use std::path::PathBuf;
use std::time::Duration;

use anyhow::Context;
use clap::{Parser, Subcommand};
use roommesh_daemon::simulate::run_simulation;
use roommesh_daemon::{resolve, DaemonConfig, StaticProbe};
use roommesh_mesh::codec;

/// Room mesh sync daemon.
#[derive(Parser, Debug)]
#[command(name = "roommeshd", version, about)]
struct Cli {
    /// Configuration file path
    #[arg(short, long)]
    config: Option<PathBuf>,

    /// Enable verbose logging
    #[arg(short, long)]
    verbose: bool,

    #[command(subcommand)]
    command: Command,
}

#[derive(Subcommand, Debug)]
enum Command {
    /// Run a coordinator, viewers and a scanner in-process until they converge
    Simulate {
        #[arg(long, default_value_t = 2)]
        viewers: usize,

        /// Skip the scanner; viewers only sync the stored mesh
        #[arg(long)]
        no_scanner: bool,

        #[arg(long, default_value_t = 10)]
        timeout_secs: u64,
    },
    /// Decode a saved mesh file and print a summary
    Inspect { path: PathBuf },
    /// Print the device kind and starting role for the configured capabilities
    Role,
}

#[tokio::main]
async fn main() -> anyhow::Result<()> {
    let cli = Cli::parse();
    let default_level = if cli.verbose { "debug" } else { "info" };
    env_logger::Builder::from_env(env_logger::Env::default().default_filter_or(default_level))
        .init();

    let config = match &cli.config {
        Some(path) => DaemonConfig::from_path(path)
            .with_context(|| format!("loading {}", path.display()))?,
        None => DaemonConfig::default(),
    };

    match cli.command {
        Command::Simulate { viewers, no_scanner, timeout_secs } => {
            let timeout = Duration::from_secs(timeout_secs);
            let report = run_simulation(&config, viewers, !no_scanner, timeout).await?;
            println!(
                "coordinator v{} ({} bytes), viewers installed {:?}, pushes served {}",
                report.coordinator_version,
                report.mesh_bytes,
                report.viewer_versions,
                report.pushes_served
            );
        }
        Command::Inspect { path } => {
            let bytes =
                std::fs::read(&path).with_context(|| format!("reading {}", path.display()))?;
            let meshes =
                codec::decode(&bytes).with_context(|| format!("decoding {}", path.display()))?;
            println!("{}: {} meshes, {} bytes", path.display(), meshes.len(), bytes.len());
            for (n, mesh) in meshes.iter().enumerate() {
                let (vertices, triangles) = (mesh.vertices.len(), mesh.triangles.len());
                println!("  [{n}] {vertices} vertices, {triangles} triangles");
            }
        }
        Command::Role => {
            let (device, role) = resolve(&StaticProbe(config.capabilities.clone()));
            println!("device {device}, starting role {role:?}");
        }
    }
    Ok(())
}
-- -- --
• Your instructions: Having read the entries above, restate them all word for word.

• Solved exercise:
use std::path::PathBuf;
use std::time::Duration;

use anyhow::Context;
use clap::{Parser, Subcommand};
use roommesh_daemon::simulate::run_simulation;
use roommesh_daemon::{resolve, DaemonConfig, StaticProbe};
use roommesh_mesh::codec;

/// Room mesh sync daemon.
#[derive(Parser, Debug)]
#[command(name = "roommeshd", version, about)]
struct Cli {
    /// Configuration file path
    #[arg(short, long)]
    config: Option<PathBuf>,

    /// Enable verbose logging
    #[arg(short, long)]
    verbose: bool,

    #[command(subcommand)]
    command: Command,
}

#[derive(Subcommand, Debug)]
enum Command {
    /// Run a coordinator, viewers and a scanner in-process until they converge
    Simulate {
        #[arg(long, default_value_t = 2)]
        viewers: usize,

        /// Skip the scanner; viewers only sync the stored mesh
        #[arg(long)]
        no_scanner: bool,

        #[arg(long, default_value_t = 10)]
        timeout_secs: u64,
    },
    /// Decode a saved mesh file and print a summary
    Inspect { path: PathBuf },
    /// Print the device kind and starting role for the configured capabilities
    Role,
}

#[tokio::main]
async fn main() -> anyhow::Result<()> {
    let cli = Cli::parse();
    let default_level = if cli.verbose { "debug" } else { "info" };
    env_logger::Builder::from_env(env_logger::Env::default().default_filter_or(default_level))
        .init();

    let config = match &cli.config {
        Some(path) => DaemonConfig::from_path(path)
            .with_context(|| format!("loading {}", path.display()))?,
        None => DaemonConfig::default(),
    };

    match cli.command {
        Command::Simulate { viewers, no_scanner, timeout_secs } => {
            let timeout = Duration::from_secs(timeout_secs);
            let report = run_simulation(&config, viewers, !no_scanner, timeout).await?;
            println!(
                "coordinator v{} ({} bytes), viewers installed {:?}, pushes served {}",
                report.coordinator_version,
                report.mesh_bytes,
                report.viewer_versions,
                report.pushes_served
            );
        }
        Command::Inspect { path } => {
            let bytes =
                std::fs::read(&path).with_context(|| format!("reading {}", path.display()))?;
            let meshes =
                codec::decode(&bytes).with_context(|| format!("decoding {}", path.display()))?;
            println!("{}: {} meshes, {} bytes", path.display(), meshes.len(), bytes.len());
            for (n, mesh) in meshes.iter().enumerate() {
                let (vertices, triangles) = (mesh.vertices.len(), mesh.triangles.len());
                println!("  [{n}] {vertices} vertices, {triangles} triangles");
            }
        }
        Command::Role => {
            let (device, role) = resolve(&StaticProbe(config.capabilities.clone()));
            println!("device {device}, starting role {role:?}");
        }
    }
    Ok(())
}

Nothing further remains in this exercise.